TRY IT: The string "StdRng" appears in some lines of the entries that follow; copy each such line.

RECORDED INFORMATION:
####################

//! Admission applications.
//!
//! ```text
//! pending ──approve──▶ approved
//!    │
//!    └────reject────▶ rejected
//! ```
//!
//! Both outcomes are terminal. Approval is the only path from an application
//! to a [`Student`](crate::students::Student).

use std::fmt;
use std::str::FromStr;

use chrono::{DateTime, NaiveDate, Utc};
use rand::Rng;
use serde::{Deserialize, Serialize};
use sqlx::FromRow;
use utoipa::{IntoParams, ToSchema};
use validator::Validate;

use crate::ids::ApplicationId;
use crate::text_enum::impl_text_enum;

#[derive(Debug, Clone, Copy, PartialEq, Eq, Serialize, Deserialize, ToSchema)]
#[serde(rename_all = "lowercase")]
pub enum ApplicationStatus {
    Pending,
    Approved,
    Rejected,
}

impl ApplicationStatus {
    pub fn as_str(&self) -> &'static str {
        match self {
            ApplicationStatus::Pending => "pending",
            ApplicationStatus::Approved => "approved",
            ApplicationStatus::Rejected => "rejected",
        }
    }

    pub fn is_terminal(&self) -> bool {
        !matches!(self, ApplicationStatus::Pending)
    }
}

impl_text_enum!(ApplicationStatus);

impl fmt::Display for ApplicationStatus {
    fn fmt(&self, f: &mut fmt::Formatter<'_>) -> fmt::Result {
        f.write_str(self.as_str())
    }
}

impl FromStr for ApplicationStatus {
    type Err = String;

    fn from_str(s: &str) -> Result<Self, Self::Err> {
        match s.trim().to_lowercase().as_str() {
            "pending" => Ok(ApplicationStatus::Pending),
            "approved" => Ok(ApplicationStatus::Approved),
            "rejected" => Ok(ApplicationStatus::Rejected),
            other => Err(format!("invalid application status: {other}")),
        }
    }
}

#[derive(Debug, Clone, FromRow, Serialize, ToSchema)]
pub struct Application {
    pub id: ApplicationId,
    pub reference: String,
    pub first_name: String,
    pub last_name: String,
    pub date_of_birth: Option<NaiveDate>,
    pub gender: Option<String>,
    pub class_name: Option<String>,
    pub guardian_contact: Option<String>,
    pub email: Option<String>,
    pub status: ApplicationStatus,
    pub decision_reason: Option<String>,
    pub processed_at: Option<DateTime<Utc>>,
    pub created_at: DateTime<Utc>,
}

/// What an anonymous applicant can see when checking on a reference.
#[derive(Debug, Clone, FromRow, Serialize, ToSchema)]
pub struct ApplicationStatusView {
    pub reference: String,
    pub status: ApplicationStatus,
    pub decision_reason: Option<String>,
    pub processed_at: Option<DateTime<Utc>>,
    pub created_at: DateTime<Utc>,
}

#[derive(Debug, Clone, Deserialize, Validate, ToSchema)]
pub struct CreateApplicationDto {
    #[validate(length(min = 1, max = 100))]
    pub first_name: String,
    #[validate(length(min = 1, max = 100))]
    pub last_name: String,
    pub date_of_birth: Option<NaiveDate>,
    #[validate(length(max = 20))]
    pub gender: Option<String>,
    #[validate(length(max = 50))]
    pub class_name: Option<String>,
    #[validate(length(max = 100))]
    pub guardian_contact: Option<String>,
    #[validate(email)]
    pub email: Option<String>,
}

#[derive(Debug, Clone, Deserialize, Validate, ToSchema)]
pub struct ApproveApplicationDto {
    #[validate(length(min = 1, max = 50))]
    pub admission_no: String,
    /// Overrides the class the applicant asked for.
    #[validate(length(max = 50))]
    pub class_name: Option<String>,
}

#[derive(Debug, Clone, Deserialize, Validate, ToSchema)]
pub struct RejectApplicationDto {
    #[validate(length(min = 1))]
    pub reason: String,
}

#[derive(Debug, Clone, Default, Deserialize, IntoParams)]
pub struct ApplicationFilterParams {
    #[serde(default, deserialize_with = "schoolbase_core::serde::empty_string_as_none")]
    #[param(value_type = Option<String>)]
    pub status: Option<ApplicationStatus>,
}

const REFERENCE_ALPHABET: &[u8] = b"ABCDEFGHIJKLMNOPQRSTUVWXYZ0123456789";
const REFERENCE_SUFFIX_LEN: usize = 6;

/// Builds a reference of the form `APP-YYYYMMDD-XXXXXX`.
pub fn generate_reference<R: Rng + ?Sized>(date: NaiveDate, rng: &mut R) -> String {
    let suffix: String = (0..REFERENCE_SUFFIX_LEN)
        .map(|_| REFERENCE_ALPHABET[rng.gen_range(0..REFERENCE_ALPHABET.len())] as char)
        .collect();
    format!("APP-{}-{}", date.format("%Y%m%d"), suffix)
}

#[cfg(test)]
mod tests {
    use super::*;
    use rand::SeedableRng;
    use rand::rngs::StdRng;

    #[test]
    fn test_reference_format() {
        let mut rng = StdRng::seed_from_u64(7);
        let date = NaiveDate::from_ymd_opt(2024, 1, 9).unwrap();
        let reference = generate_reference(date, &mut rng);
        assert!(reference.starts_with("APP-20240109-"));
        let suffix = &reference["APP-20240109-".len()..];
        assert_eq!(suffix.len(), 6);
        assert!(suffix.chars().all(|c| c.is_ascii_uppercase() || c.is_ascii_digit()));
    }

    #[test]
    fn test_references_differ() {
        let mut rng = StdRng::seed_from_u64(1);
        let date = NaiveDate::from_ymd_opt(2024, 1, 9).unwrap();
        assert_ne!(generate_reference(date, &mut rng), generate_reference(date, &mut rng));
    }

    #[test]
    fn test_status_parse_and_terminal() {
        assert_eq!("Approved".parse::<ApplicationStatus>().unwrap(), ApplicationStatus::Approved);
        assert!("archived".parse::<ApplicationStatus>().is_err());
        assert!(!ApplicationStatus::Pending.is_terminal());
        assert!(ApplicationStatus::Rejected.is_terminal());
    }

    #[test]
    fn test_reject_requires_reason() {
        let dto = RejectApplicationDto { reason: String::new() };
        assert!(dto.validate().is_err());
    }
}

####################

ANSWER TO THIS PROBLEM:
    use rand::rngs::StdRng;
        let mut rng = StdRng::seed_from_u64(7);
        let mut rng = StdRng::seed_from_u64(1);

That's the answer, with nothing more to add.